■ WORK ORDER ■
Filter the records below for the word "precedes". Keep each line that has it.

** Opening RECORD EXTRACTS block **

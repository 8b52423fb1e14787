//! Offset directory ("book") for the indexed layouts.
//!
//! The directory sits at the very end of the stream:
//!
//! ```text
//! [ data region ... ][ end_0: i32 LE ] ... [ end_{n-1}: i32 LE ][ dir_len: i64 LE ]
//! ```
//!
//! `dir_len` is the byte length of the offset sequence (`4 * n`).  Offsets
//! are relative to the first byte of the data region, so entry `i` spans
//! `end_{i-1}..end_i` with `end_{-1} = 0`.  The data region therefore starts
//! at `stream_len - 8 - dir_len - end_{n-1}`, which lets a container be
//! embedded after an arbitrary prefix.

use std::io::{self, Read, Seek, SeekFrom, Write};

use byteorder::{LittleEndian, ReadBytesExt, WriteBytesExt};
use serde::Serialize;
use tracing::debug;

use crate::container::ContainerError;

/// Size of the trailing directory-length field.
pub const TRAILER_LEN: u64 = 8;
/// Size of one stored end offset.
pub const OFFSET_WIDTH: u64 = 4;

/// Half-open byte range of one entry, relative to the data region.
#[derive(Debug, Clone, Copy, PartialEq, Eq, Serialize)]
pub struct DirectoryEntry {
    pub begin: u32,
    pub end:   u32,
}

impl DirectoryEntry {
    pub fn len(&self) -> u32 { self.end - self.begin }
    pub fn is_empty(&self) -> bool { self.begin == self.end }
}

#[derive(Debug, Clone, Default, PartialEq, Eq, Serialize)]
pub struct IndexedDirectory {
    entries:    Vec<DirectoryEntry>,
    /// Absolute stream position of the data region.
    data_start: u64,
}

impl IndexedDirectory {
    pub fn new(data_start: u64) -> Self {
        Self { entries: Vec::new(), data_start }
    }

    pub fn len(&self) -> usize { self.entries.len() }
    pub fn is_empty(&self) -> bool { self.entries.is_empty() }
    pub fn entries(&self) -> &[DirectoryEntry] { &self.entries }
    pub fn get(&self, index: usize) -> Option<&DirectoryEntry> { self.entries.get(index) }
    pub fn data_start(&self) -> u64 { self.data_start }

    /// Relative end of the last entry.
    pub fn data_len(&self) -> u64 {
        self.entries.last().map_or(0, |e| e.end as u64)
    }

    /// Absolute position where the trailer begins (and appends continue).
    pub fn data_end(&self) -> u64 {
        self.data_start + self.data_len()
    }

    /// Byte length of the serialized offset sequence.
    pub fn byte_length(&self) -> u64 {
        self.entries.len() as u64 * OFFSET_WIDTH
    }

    /// Record the next entry, `span_len` bytes long.
    pub fn push(&mut self, span_len: u64) -> Result<(), ContainerError> {
        let begin = self.data_len();
        let end = begin + span_len;
        if end > i32::MAX as u64 {
            return Err(ContainerError::Usage(format!(
                "indexed data region would reach {end} bytes; offsets are limited to {}",
                i32::MAX
            )));
        }
        self.entries.push(DirectoryEntry { begin: begin as u32, end: end as u32 });
        Ok(())
    }

    /// Validate an inclusive index range and return its absolute start and
    /// total byte length.
    pub fn span(&self, first: usize, last: usize) -> Result<(u64, u64), ContainerError> {
        let available = self.entries.len();
        if first >= available {
            return Err(ContainerError::OutOfRange { index: first, available });
        }
        if last >= available {
            return Err(ContainerError::OutOfRange { index: last, available });
        }
        if last < first {
            return Err(ContainerError::Usage(format!("range end {last} precedes begin {first}")));
        }
        let begin = self.entries[first].begin as u64;
        let end = self.entries[last].end as u64;
        Ok((self.data_start + begin, end - begin))
    }

    pub fn write_to<W: Write>(&self, mut writer: W) -> io::Result<()> {
        for entry in &self.entries {
            writer.write_i32::<LittleEndian>(entry.end as i32)?;
        }
        writer.write_i64::<LittleEndian>(self.byte_length() as i64)?;
        Ok(())
    }

    /// Locate and decode the directory from the end of `reader`.
    ///
    /// Only the trailer and the offset sequence are read; the data region is
    /// never touched.
    pub fn read_from<R: Read + Seek>(mut reader: R) -> Result<Self, ContainerError> {
        let stream_len = reader.seek(SeekFrom::End(0))?;
        if stream_len < TRAILER_LEN {
            return Err(ContainerError::Format(format!(
                "stream of {stream_len} bytes is too short for a directory trailer"
            )));
        }

        reader.seek(SeekFrom::Start(stream_len - TRAILER_LEN))?;
        let dir_len = reader.read_i64::<LittleEndian>()?;
        if dir_len < 0
            || dir_len as u64 % OFFSET_WIDTH != 0
            || dir_len as u64 > stream_len - TRAILER_LEN
        {
            return Err(ContainerError::Format(format!("invalid directory length {dir_len}")));
        }
        let dir_len = dir_len as u64;
        let dir_start = stream_len - TRAILER_LEN - dir_len;

        reader.seek(SeekFrom::Start(dir_start))?;
        let count = (dir_len / OFFSET_WIDTH) as usize;
        let mut entries = Vec::with_capacity(count);
        let mut begin = 0u32;
        for i in 0..count {
            let end = reader.read_i32::<LittleEndian>()?;
            if end < 0 || (end as u32) < begin {
                return Err(ContainerError::Format(format!(
                    "directory offset {i} ({end}) precedes previous end {begin}"
                )));
            }
            entries.push(DirectoryEntry { begin, end: end as u32 });
            begin = end as u32;
        }

        let data_len = begin as u64;
        if data_len > dir_start {
            return Err(ContainerError::Format(format!(
                "directory describes {data_len} data bytes but only {dir_start} precede it"
            )));
        }

        let directory = Self { entries, data_start: dir_start - data_len };
        debug!(
            entries = directory.len(),
            data_start = directory.data_start,
            dir_len,
            "indexed directory loaded"
        );
        Ok(directory)
    }
}

#[cfg(test)]
mod tests {
    use super::*;
    use std::io::Cursor;

    fn directory(spans: &[u64]) -> IndexedDirectory {
        let mut dir = IndexedDirectory::new(0);
        for &s in spans {
            dir.push(s).unwrap();
        }
        dir
    }

    #[test]
    fn entries_chain_from_zero() {
        let dir = directory(&[10, 32, 0, 18]);
        let ends: Vec<u32> = dir.entries().iter().map(|e| e.end).collect();
        assert_eq!(ends, vec![10, 42, 42, 60]);
        assert_eq!(dir.entries()[0].begin, 0);
        for pair in dir.entries().windows(2) {
            assert_eq!(pair[1].begin, pair[0].end);
        }
        assert!(dir.entries()[2].is_empty());
    }

    #[test]
    fn trailer_roundtrip_locates_data_after_prefix() {
        let dir = directory(&[3, 5]);
        let mut buf = b"PREFIX".to_vec();
        buf.extend_from_slice(&[7u8; 8]);
        dir.write_to(&mut buf).unwrap();

        let loaded = IndexedDirectory::read_from(Cursor::new(&buf)).unwrap();
        assert_eq!(loaded.entries(), dir.entries());
        assert_eq!(loaded.data_start(), 6);
        assert_eq!(loaded.data_end(), 14);
    }

    #[test]
    fn empty_directory_is_eight_zero_bytes() {
        let mut buf = Vec::new();
        IndexedDirectory::new(0).write_to(&mut buf).unwrap();
        assert_eq!(buf, vec![0u8; 8]);
        let loaded = IndexedDirectory::read_from(Cursor::new(&buf)).unwrap();
        assert!(loaded.is_empty());
    }

    #[test]
    fn span_covers_inclusive_range() {
        let dir = directory(&[4, 6, 8, 10]);
        assert_eq!(dir.span(1, 2).unwrap(), (4, 14));
        assert_eq!(dir.span(3, 3).unwrap(), (18, 10));
        assert!(matches!(dir.span(2, 4), Err(ContainerError::OutOfRange { index: 4, available: 4 })));
        assert!(matches!(dir.span(2, 1), Err(ContainerError::Usage(_))));
    }

    #[test]
    fn rejects_short_stream_and_bad_lengths() {
        assert!(matches!(
            IndexedDirectory::read_from(Cursor::new(vec![0u8; 4])),
            Err(ContainerError::Format(_))
        ));

        let mut buf = Vec::new();
        buf.extend_from_slice(&6i64.to_le_bytes());
        assert!(matches!(IndexedDirectory::read_from(Cursor::new(&buf)), Err(ContainerError::Format(_))));

        // Offset points past the start of the directory.
        let mut buf = Vec::new();
        buf.extend_from_slice(&100i32.to_le_bytes());
        buf.extend_from_slice(&4i64.to_le_bytes());
        assert!(matches!(IndexedDirectory::read_from(Cursor::new(&buf)), Err(ContainerError::Format(_))));
    }

    #[test]
    fn rejects_decreasing_offsets() {
        let mut buf = vec![0u8; 10];
        buf.extend_from_slice(&8i32.to_le_bytes());
        buf.extend_from_slice(&4i32.to_le_bytes());
        buf.extend_from_slice(&8i64.to_le_bytes());
        assert!(matches!(IndexedDirectory::read_from(Cursor::new(&buf)), Err(ContainerError::Format(_))));
    }
}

** Closing RECORD EXTRACTS block **

■ WRITTEN SOLUTION ■
            return Err(ContainerError::Usage(format!("range end {last} precedes begin {first}")));
                    "directory offset {i} ({end}) precedes previous end {begin}"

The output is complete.